Howard Gaines III said:


> Now let me see if I have a full handle on THIS "seminar"....butt ugly women, some cute ones MIGHT be found IF you can drink enough, the location is in the middle of the sticks, and isn't this the birthplace for Brokeback Mountain?


Actually Howard, that movie was almost entirely filmed in Southern Alberta. I know you knew that already cuz you're a teacher 

I'm also pretty sure I saw some footage of someone that looks alot like you on a local channel...holding a sign that said: 

" Heath gives me happy pants"


----------



## will fernandez (May 17, 2006)

so are jeff and howard going to play the parts of Jack and Ennis....hehehehe


----------



## ann schnerre (Aug 24, 2006)

.....is there any way to prevent this thread from going from a seminar notification/information to nastiness?

just sayin'...


----------



## Carol Boche (May 13, 2007)

ann schnerre said:


> .....is there any way to prevent this thread from going from a seminar notification/information to nastiness?
> 
> just sayin'...


Nah....let'er ride Ann.....Jeff hasn't had his turn yet. :mrgreen::mrgreen:

I find it funny to know that someone likes to poke fun at me, my facility, where I live and who I train with......see ya on the field Ennis.....:roll::-\":mrgreen::mrgreen::mrgreen::mrgreen:

It's all in jest on my side....

Besides....Bob will march in here in leather and heels if I ask him too....LMAO


----------



## Gerry Grimwood (Apr 2, 2007)

ann schnerre said:


> .....is there any way to prevent this thread from going from a seminar notification/information to nastiness?
> 
> just sayin'...


I would like to see this seminar like many others advertised here, as a spectator, but I can't cuz I got caught smokin a doobie with Keith Richards back in 06 in vancouver and now I need a pardon or some shit to cross the border.

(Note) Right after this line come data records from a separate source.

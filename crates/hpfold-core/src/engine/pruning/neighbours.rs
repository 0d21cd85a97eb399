use super::Pruner;
use crate::core::models::chain::Chain;
use crate::core::scoring::BondScore;

const MIN_COMMITTED: usize = 6;
const MAX_ISOLATED_FRACTION: f64 = 0.75;

/// Prunes sprawling partial folds in which most placed residues have no
/// lattice neighbour besides their chain neighbours.
#[derive(Debug, Clone, Default)]
pub struct NeighbourPruner;

impl NeighbourPruner {
    pub fn new() -> Self {
        Self
    }

    fn isolated_count(chain: &Chain) -> usize {
        chain
            .residues()
            .iter()
            .enumerate()
            .filter(|(_, r)| r.is_committed())
            .filter(|&(i, _)| {
                chain.neighbour_positions(i).is_some_and(|mut sites| {
                    !sites.any(|site| chain.occupant(site).is_some_and(|j| i.abs_diff(j) > 1))
                })
            })
            .count()
    }
}

impl Pruner for NeighbourPruner {
    fn name(&self) -> &'static str {
        "neighbours"
    }

    fn should_prune(&self, chain: &Chain, _best: Option<BondScore>, _depth: usize) -> bool {
        let committed = chain.committed_count();
        if committed < MIN_COMMITTED {
            return false;
        }
        Self::isolated_count(chain) as f64 / committed as f64 > MAX_ISOLATED_FRACTION
    }
}

#[cfg(test)]
mod tests {
    use super::*;
    use crate::core::models::direction::Direction::*;

    #[test]
    fn short_chains_are_never_pruned() {
        let chain: Chain = "HHHHH".parse().unwrap();
        assert!(!NeighbourPruner::new().should_prune(&chain, None, 4));
    }

    #[test]
    fn straight_line_is_pruned() {
        let chain: Chain = "HPHPHPHP".parse().unwrap();
        assert_eq!(NeighbourPruner::isolated_count(&chain), 8);
        assert!(NeighbourPruner::new().should_prune(&chain, None, 7));
    }

    #[test]
    fn compact_fold_is_kept() {
        let mut chain: Chain = "HHHHHH".parse().unwrap();
        chain.set_order(&[Up, Right, Down, Right, Up]).unwrap();
        // (0,3) and (2,5) touch, so four of six residues have a contact.
        assert_eq!(NeighbourPruner::isolated_count(&chain), 2);
        assert!(!NeighbourPruner::new().should_prune(&chain, None, 5));
    }
}
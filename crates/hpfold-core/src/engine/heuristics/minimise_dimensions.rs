use super::{Heuristic, HeuristicScore, max_of, min_of};
use crate::core::models::chain::Chain;

/// Prefers folds with a small bounding box, measured as the squared diagonal
/// of the committed residues.
#[derive(Debug, Default)]
pub struct MinimiseDimensions {
    values: Vec<f64>,
}

impl MinimiseDimensions {
    pub fn new() -> Self {
        Self::default()
    }
}

impl Heuristic for MinimiseDimensions {
    fn name(&self) -> &'static str {
        "minimise-dimensions"
    }

    fn reset(&mut self) {
        self.values.clear();
    }

    fn run(&mut self, chain: &Chain) {
        self.values.push(chain.size_score() as f64);
    }

    /// Scales as `min / value`, so the smallest box scores `1.0`.
    fn interpret(&self) -> Vec<HeuristicScore> {
        let (Some(min), Some(max)) = (min_of(&self.values), max_of(&self.values)) else {
            return Vec::new();
        };
        if max - min == 0.0 {
            return vec![HeuristicScore::ZERO; self.values.len()];
        }
        self.values
            .iter()
            .map(|&v| HeuristicScore(if v == 0.0 { 1.0 } else { min / v }))
            .collect()
    }
}
pub mod fold;
pub mod score;
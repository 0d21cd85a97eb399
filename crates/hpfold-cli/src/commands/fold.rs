use crate::cli::FoldArgs;
use crate::config::builder::build_config;
use crate::error::{CliError, Result};
use crate::ui::{CliProgressHandler, UiEvent};
use hpfold::core::io::render::render_ascii;
use hpfold::core::models::chain::Chain;
use hpfold::core::models::direction::format_order;
use hpfold::core::models::sequence::Sequence;
use hpfold::engine::progress::ProgressReporter;
use hpfold::engine::state::Solution;
use hpfold::workflows::{self, fold::FoldResult, fold::ScoreStatistics};
use serde::Serialize;
use std::fmt::Write as _;
use std::path::Path;
use tokio::sync::mpsc;
use tracing::{info, warn};

/// What `--output` writes: the result plus the sequence it belongs to.
#[derive(Serialize)]
#[serde(rename_all = "kebab-case")]
struct FoldReport<'a> {
    sequence: String,
    algorithm: &'static str,
    dimensions: u8,
    theoretic_optimum: i32,
    failed_restarts: usize,
    statistics: &'a ScoreStatistics,
    solutions: &'a [Solution],
}

impl<'a> FoldReport<'a> {
    fn new(sequence: &Sequence, result: &'a FoldResult) -> Self {
        Self {
            sequence: sequence.to_string(),
            algorithm: result.algorithm.name(),
            dimensions: result.dimensions.rank(),
            theoretic_optimum: result.theoretic_optimum.value(),
            failed_restarts: result.failed_restarts,
            statistics: &result.statistics,
            solutions: &result.solutions,
        }
    }
}

pub async fn run(args: FoldArgs, ui_sender: mpsc::Sender<UiEvent>) -> Result<()> {
    info!("Merging configuration from file and CLI arguments...");
    let app = build_config(&args)?;

    let progress_handler = CliProgressHandler::new(ui_sender);
    let reporter = ProgressReporter::with_callback(progress_handler.get_callback());

    println!(
        "Folding {} residues with {} on a {} lattice...",
        app.sequence.len(),
        app.core_config.algorithm,
        app.core_config.search.dimensions
    );
    info!("Invoking the core folding workflow...");
    let result = tokio::task::block_in_place(|| {
        workflows::fold::run(&app.sequence, &app.core_config, &reporter)
    })?;

    if result.failed_restarts > 0 {
        warn!(
            "{} of {} restart(s) failed.",
            result.failed_restarts,
            result.statistics.samples + result.failed_restarts
        );
    }
    println!("{}", format_summary(&app.sequence, &result)?);

    if let Some(path) = &app.output_path {
        write_report(path, &app.sequence, &result)?;
        println!("Result written to: {}", path.display());
    }
    Ok(())
}

fn format_summary(sequence: &Sequence, result: &FoldResult) -> Result<String> {
    let best = result
        .best()
        .ok_or_else(|| CliError::Other(anyhow::anyhow!("The workflow returned no solutions")))?;
    let chain = Chain::with_order(sequence.clone(), &best.order)
        .map_err(hpfold::engine::error::EngineError::from)?;

    let stats = &result.statistics;
    let mut out = String::new();
    writeln!(out, "✓ Best score: {} (bound {})", best.score, result.theoretic_optimum).ok();
    writeln!(out, "  Order: {}", format_order(&best.order)).ok();
    if stats.samples > 1 {
        writeln!(
            out,
            "  Restarts: {} | mean {:.2} | std-dev {:.2} | min {} | max {}",
            stats.samples, stats.mean, stats.std_dev, stats.min, stats.max
        )
        .ok();
    }
    for (rank, solution) in result.solutions.iter().enumerate().skip(1) {
        writeln!(
            out,
            "  Solution {}: {} [{}]",
            rank + 1,
            solution.score,
            format_order(&solution.order)
        )
        .ok();
    }
    out.push('\n');
    out.push_str(&render_ascii(&chain));
    Ok(out)
}

fn write_report(path: &Path, sequence: &Sequence, result: &FoldResult) -> Result<()> {
    let text = toml::to_string_pretty(&FoldReport::new(sequence, result)).map_err(|e| {
        CliError::FileParsing {
            path: path.to_path_buf(),
            source: e.into(),
        }
    })?;
    std::fs::write(path, text)?;
    info!("Wrote {} solution(s) to {:?}", result.solutions.len(), path);
    Ok(())
}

Just kidding of course, but as far as the seminar goes..Jeff has as much to offer as anyone else, if you don't like him then just shut the **** up and don't reply like you do with anyone else.


----------



## will fernandez (May 17, 2006)

Carol Boche said:


> Besides....Bob will march in here in leather and heels if I ask him too....LMAO


 
Thats some scary sh#t....


----------



## Carol Boche (May 13, 2007)

Gerry Grimwood said:


> I would like to see this seminar like many others advertised here, as a spectator, but I can't cuz I got caught smokin a doobie with Keith Richards back in 06 in vancouver and now I need a pardon or some shit to cross the border.
> 
> Just kidding of course, but as far as the seminar goes..Jeff has as much to offer as anyone else, if you don't like him then just shut the **** up and don't reply like you do with anyone else.


So does Keith need a pardon too???? :mrgreen:


----------



## Bob Scott (Mar 30, 2006)

will fernandez said:


> Thats some scary sh#t....



:-o I don't like to refuse a woman's request, but! :-o :lol: :lol: :lol:


----------



## ann schnerre (Aug 24, 2006)

well, it's friday night, i'll "go".

@ gerry--shoulda got caught b/f 9-11, right?? and, FYI, i would love to train with jeff, and hopefully will get to (yeah, i may be a masochist) this summer/fall. i think i've been giving him sh#t since, oh, 2004 or something (and he's been giving it back, lol).

@will--yep, it IS kinda scary....

@carol--well, if you can get bob to do all THAT--i'll DEFINITELY make the trip    we'll just have miss quiet sarah keep her camera handy, right?

oh--better yet, jeff dressed like that. OMG--the visual is TOO GOOD


----------



## Nicole Stark (Jul 22, 2009)

Bob Scott said:


> :-o I don't like to refuse a woman's request, but! :-o :lol: :lol: :lol:


Oh come on Booby, play along! :twisted:


----------



## Carol Boche (May 13, 2007)

ann schnerre said:


> oh--better yet, jeff dressed like that. OMG--the visual is TOO GOOD


In leather and heels.......

Much as I like Jeff and don't want to hurt his sensitive side.....ummmm, well, hmmmm, geesh, ummmmm, I really don't know what to say......:mrgreen::mrgreen::mrgreen::mrgreen:


----------



## Nicole Stark (Jul 22, 2009)

Isn't he like 7 feet tall? I think that'd be a little bizarre to see him in drag. It might work a little if he were shorter.


----------



## will fernandez (May 17, 2006)

Carol Boche said:


> In leather and heels.......
> 
> Much as I like Jeff and don't want to hurt his sensitive side.....ummmm, well, hmmmm, geesh, ummmmm, I really don't know what to say......:mrgreen::mrgreen::mrgreen::mrgreen:


 Come one come all to train with mondio's white Rupaul


----------



## Carol Boche (May 13, 2007)

Nicole Stark said:


> Isn't he like 7 feet tall? I think that'd be a little bizarre to see him in drag. It might work a little if he were shorter.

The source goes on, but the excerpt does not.